David (Daudi) Mwìraria (3 September 1938 – 13 April 2017) was the Minister for Environment and Natural Resources and previously Finance Minister of Kenya until December 2007 when Kenya held its General Elections. Running for re election on a Party of National Unity ticket, defending his seat as Member of parliament for North Imenti Constituency, he was defeated by Silas Muriuki, who was running on a Mazingira Green Party of Kenya ticket.

Prior to going into elective politics, he had a long and distinguished career in Kenya's civil service, serving in various senior positions hence his having recently appeared as a witness before Kenya's Truth, Justice and Reconciliation Commission as a witness to testify on the Government of Kenya's role in the Wagalla massacre.
Following allegations that he had been involved in the Anglo Leasing Scandal, he decided to resign as Finance Minister on 1 February 2006. He maintained that he was innocent and claimed that he was stepping down to pave the way for investigations. Despite there being no investigation report clearing Mwìraria, President Mwai Kibaki appointed him Minister for Environment on 24 July 2007.

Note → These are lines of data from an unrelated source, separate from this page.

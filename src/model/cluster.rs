//! Cluster metadata - the record tying a cluster id to its stable partition
//! and concept tags.

use chrono::{DateTime, Utc};
use serde::{Deserialize, Serialize};
use uuid::Uuid;

use crate::partition::PartitionPath;

/// Metadata for one cluster. If a metadata record exists for a cluster, its
/// membership and neurons live under `partition` — the coordinator never
/// moves a cluster to a different partition once this record is created,
/// except via the (planning-only) compaction path.
#[non_exhaustive]
#[derive(Debug, Clone, Serialize, Deserialize)]
#[serde(rename_all = "camelCase")]
pub struct ClusterMetadata {
    pub cluster_id: Uuid,
    pub concept_domain: String,
    pub partition: PartitionPath,
    /// Unique, case-insensitively deduplicated concept tags.
    pub associated_concepts: Vec<String>,
    pub neuron_count: usize,
    pub average_importance: f64,
    pub created_at: DateTime<Utc>,
    pub last_accessed: DateTime<Utc>,
}

impl ClusterMetadata {
    pub fn new(cluster_id: Uuid, concept_domain: impl Into<String>, partition: PartitionPath) -> Self {
        let now = Utc::now();
        Self {
            cluster_id,
            concept_domain: concept_domain.into(),
            partition,
            associated_concepts: Vec::new(),
            neuron_count: 0,
            average_importance: 0.0,
            created_at: now,
            last_accessed: now,
        }
    }

    /// Per-file name for this cluster's standalone `.cluster[.gz]` file.
    pub fn file_stem(&self, canonical_id: &str) -> String {
        format!("{}_{}", self.concept_domain, canonical_id)
    }

    pub fn touch(&mut self, at: DateTime<Utc>) {
        self.last_accessed = at;
    }

    pub fn has_concept(&self, concept: &str) -> bool {
        let lower = concept.to_lowercase();
        self.associated_concepts.iter().any(|c| c.to_lowercase() == lower)
    }
}

/// A single cluster match returned from concept-index / similarity lookups.
#[derive(Debug, Clone, Serialize, Deserialize)]
#[serde(rename_all = "camelCase")]
pub struct ClusterReference {
    pub cluster_id: Uuid,
    pub partition: PartitionPath,
    pub last_accessed: DateTime<Utc>,
    pub concept_domain: String,
    /// Jaccard similarity (or 1.0 for an exact index hit) against the query
    /// concept set.
    pub similarity: f64,
}
//! Partition metadata store: the single-file `clusterId -> ClusterMetadata`
//! map, plus the derived concept index (§4.4).

use std::collections::{BTreeMap, HashMap, HashSet};
use std::path::{Path, PathBuf};

use tokio::sync::RwLock;
use tracing::warn;
use uuid::Uuid;

use crate::error::{EngineError, Result};
use crate::model::{ClusterMetadata, ClusterReference};
use crate::storage::canonical_id;

const METADATA_FILE_NAME: &str = "partition_metadata.json";

#[derive(Default)]
struct Inner {
    metadata: BTreeMap<String, ClusterMetadata>,
    concept_index: HashMap<String, Vec<Uuid>>,
    index_dirty: bool,
}

/// Owns the in-memory `clusterId -> ClusterMetadata` map and its derived
/// concept index, persisted as one JSON file under the hierarchical root.
pub struct PartitionMetadataStore {
    path: PathBuf,
    inner: RwLock<Inner>,
}

impl PartitionMetadataStore {
    /// Load from `hierarchical_dir/partition_metadata.json`. A missing or
    /// malformed file yields an empty store (recoverable corruption, logged,
    /// per §7).
    pub async fn load(hierarchical_dir: &Path) -> Self {
        let path = hierarchical_dir.join(METADATA_FILE_NAME);
        let metadata = match tokio::fs::read(&path).await {
            Ok(bytes) => match serde_json::from_slice::<BTreeMap<String, ClusterMetadata>>(&bytes) {
                Ok(m) => m,
                Err(e) => {
                    warn!(path = %path.display(), error = %e, "partition metadata corrupt, resetting to empty");
                    BTreeMap::new()
                }
            },
            Err(_) => BTreeMap::new(),
        };

        let mut inner = Inner {
            metadata,
            concept_index: HashMap::new(),
            index_dirty: true,
        };
        rebuild_index(&mut inner);

        Self {
            path,
            inner: RwLock::new(inner),
        }
    }

    pub async fn lookup(&self, cluster_id: Uuid) -> Option<ClusterMetadata> {
        self.inner
            .read()
            .await
            .metadata
            .get(&canonical_id(cluster_id))
            .cloned()
    }

    pub async fn upsert(&self, metadata: ClusterMetadata) {
        let mut inner = self.inner.write().await;
        inner
            .metadata
            .insert(canonical_id(metadata.cluster_id), metadata);
        inner.index_dirty = true;
    }

    /// Group all known clusters by their partition's primary (functional)
    /// segment — used by the coordinator to fan saves out per partition.
    pub async fn group_by_primary(&self) -> HashMap<String, Vec<ClusterMetadata>> {
        let inner = self.inner.read().await;
        let mut groups: HashMap<String, Vec<ClusterMetadata>> = HashMap::new();
        for meta in inner.metadata.values() {
            groups
                .entry(meta.partition.functional.as_str().to_string())
                .or_default()
                .push(meta.clone());
        }
        groups
    }

    pub async fn all(&self) -> Vec<ClusterMetadata> {
        self.inner.read().await.metadata.values().cloned().collect()
    }

    /// Fast-path concept lookup via the index, falling back to a linear
    /// Jaccard scan when the index has no hits (§4.4).
    pub async fn find_similar(&self, concepts: &[String], threshold: f64) -> Vec<ClusterReference> {
        let inner = self.inner.read().await;
        let query: HashSet<String> = concepts.iter().map(|c| c.to_lowercase()).collect();

        let mut via_index: HashSet<Uuid> = HashSet::new();
        for concept in &query {
            if let Some(ids) = inner.concept_index.get(concept) {
                via_index.extend(ids.iter().copied());
            }
        }

        if !via_index.is_empty() {
            let mut results: Vec<ClusterReference> = via_index
                .into_iter()
                .filter_map(|id| inner.metadata.get(&canonical_id(id)))
                .map(|meta| ClusterReference {
                    cluster_id: meta.cluster_id,
                    partition: meta.partition,
                    last_accessed: meta.last_accessed,
                    concept_domain: meta.concept_domain.clone(),
                    similarity: 1.0,
                })
                .collect();
            results.sort_by(|a, b| b.similarity.partial_cmp(&a.similarity).unwrap());
            return results;
        }

        let mut results: Vec<ClusterReference> = inner
            .metadata
            .values()
            .filter_map(|meta| {
                let candidate: HashSet<String> = meta
                    .associated_concepts
                    .iter()
                    .map(|c| c.to_lowercase())
                    .collect();
                let similarity = jaccard(&query, &candidate);
                (similarity >= threshold).then_some(ClusterReference {
                    cluster_id: meta.cluster_id,
                    partition: meta.partition,
                    last_accessed: meta.last_accessed,
                    concept_domain: meta.concept_domain.clone(),
                    similarity,
                })
            })
            .collect();
        results.sort_by(|a, b| b.similarity.partial_cmp(&a.similarity).unwrap());
        results
    }

    /// Persist the metadata file atomically, rebuilding the concept index
    /// first if it's dirty.
    pub async fn persist(&self) -> Result<()> {
        let mut inner = self.inner.write().await;
        if inner.index_dirty {
            rebuild_index(&mut inner);
        }
        let encoded = serde_json::to_vec(&inner.metadata)
            .map_err(|e| EngineError::serialization_failure(Uuid::nil(), None, e.to_string()))?;
        crate::storage::file_lock::atomic_write(&self.path, &encoded)
            .await
            .map_err(EngineError::IoFailure)
    }
}

fn rebuild_index(inner: &mut Inner) {
    let mut index: HashMap<String, Vec<Uuid>> = HashMap::new();
    for meta in inner.metadata.values() {
        for concept in &meta.associated_concepts {
            index.entry(concept.to_lowercase()).or_default().push(meta.cluster_id);
        }
    }
    inner.concept_index = index;
    inner.index_dirty = false;
}

fn jaccard(a: &HashSet<String>, b: &HashSet<String>) -> f64 {
    if a.is_empty() && b.is_empty() {
        return 0.0;
    }
    let intersection = a.intersection(b).count() as f64;
    let union = a.union(b).count() as f64;
    if union == 0.0 {
        0.0
    } else {
        intersection / union
    }
}
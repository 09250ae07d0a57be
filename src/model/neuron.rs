//! Neuron snapshot - the value-typed payload stored in a neuron bank.

use std::collections::{BTreeMap, BTreeSet};

use chrono::{DateTime, Utc};
use serde::{Deserialize, Serialize};
use uuid::Uuid;

/// A value-typed snapshot of a neuron's weights, connectivity, and usage
/// history. Neuron banks store these keyed by canonical neuron id; snapshots
/// never carry shared references to other snapshots, only ids.
#[non_exhaustive]
#[derive(Debug, Clone, Serialize, Deserialize)]
#[serde(rename_all = "camelCase")]
pub struct NeuronSnapshot {
    pub id: Uuid,
    /// Primary concept tag, used by the partitioner's functional scoring.
    pub concept: String,
    /// Incoming connection weights, keyed by source neuron id. All values
    /// must be finite; non-finite weights are rejected at save time.
    pub input_weights: BTreeMap<Uuid, f64>,
    /// Outgoing connections.
    pub output_connections: BTreeSet<Uuid>,
    pub activation_count: u64,
    pub created_at: DateTime<Utc>,
    pub last_used: DateTime<Utc>,
    /// Importance score in `[0, 1]`.
    pub importance: f64,
    /// Additional concept tags, beyond the primary `concept`. Order is
    /// preserved but duplicates (case-insensitive) are rejected by `new`.
    pub associated_concepts: Vec<String>,
}

impl NeuronSnapshot {
    pub fn new(concept: impl Into<String>) -> Self {
        let now = Utc::now();
        Self {
            id: Uuid::new_v4(),
            concept: concept.into(),
            input_weights: BTreeMap::new(),
            output_connections: BTreeSet::new(),
            activation_count: 0,
            created_at: now,
            last_used: now,
            importance: 0.0,
            associated_concepts: Vec::new(),
        }
    }

    /// Total connection count, used by the topology classifier.
    pub fn connection_count(&self) -> usize {
        self.input_weights.len() + self.output_connections.len()
    }

    /// All weights are finite (no NaN/±Inf). Checked before any write.
    pub fn has_finite_weights(&self) -> bool {
        self.input_weights.values().all(|w| w.is_finite()) && self.importance.is_finite()
    }

    /// Variance of input weights, used by the topology classifier. Zero for
    /// fewer than two weights.
    pub fn weight_variance(&self) -> f64 {
        let n = self.input_weights.len();
        if n < 2 {
            return 0.0;
        }
        let mean: f64 = self.input_weights.values().sum::<f64>() / n as f64;
        self.input_weights
            .values()
            .map(|w| (w - mean).powi(2))
            .sum::<f64>()
            / n as f64
    }

    /// Every concept tag this neuron carries, the primary plus associated,
    /// deduplicated case-insensitively.
    pub fn all_concepts(&self) -> Vec<String> {
        let mut seen = BTreeSet::new();
        let mut out = Vec::new();
        for c in std::iter::once(&self.concept).chain(self.associated_concepts.iter()) {
            if seen.insert(c.to_lowercase()) {
                out.push(c.clone());
            }
        }
        out
    }
}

He got his master's degree in statistics from the Makerere University, Uganda 1966 (then part of the University of East Africa). Mwìraria features prominently in audio recordings released on the internet in 2006 by John Githongo, exiled former Permanent Secretary in the Kenya Government, which indicate Mwìraria was trying to stop Gìthongo's inquiries into the theft of over 700 million US Dollars in a series of 18 security related contracts, colloquially called Anglo Leasing.
He died of bone cancer on 13 April 2017 at Karen Hospital in Nairobi, Kenya.

==Travel ban==
In December 2007, Mwìraria, Nicholas Biwott, and Ramniklal Panacha Shah were banned from traveling to or through the United Kingdom due to the then pending corruption charges.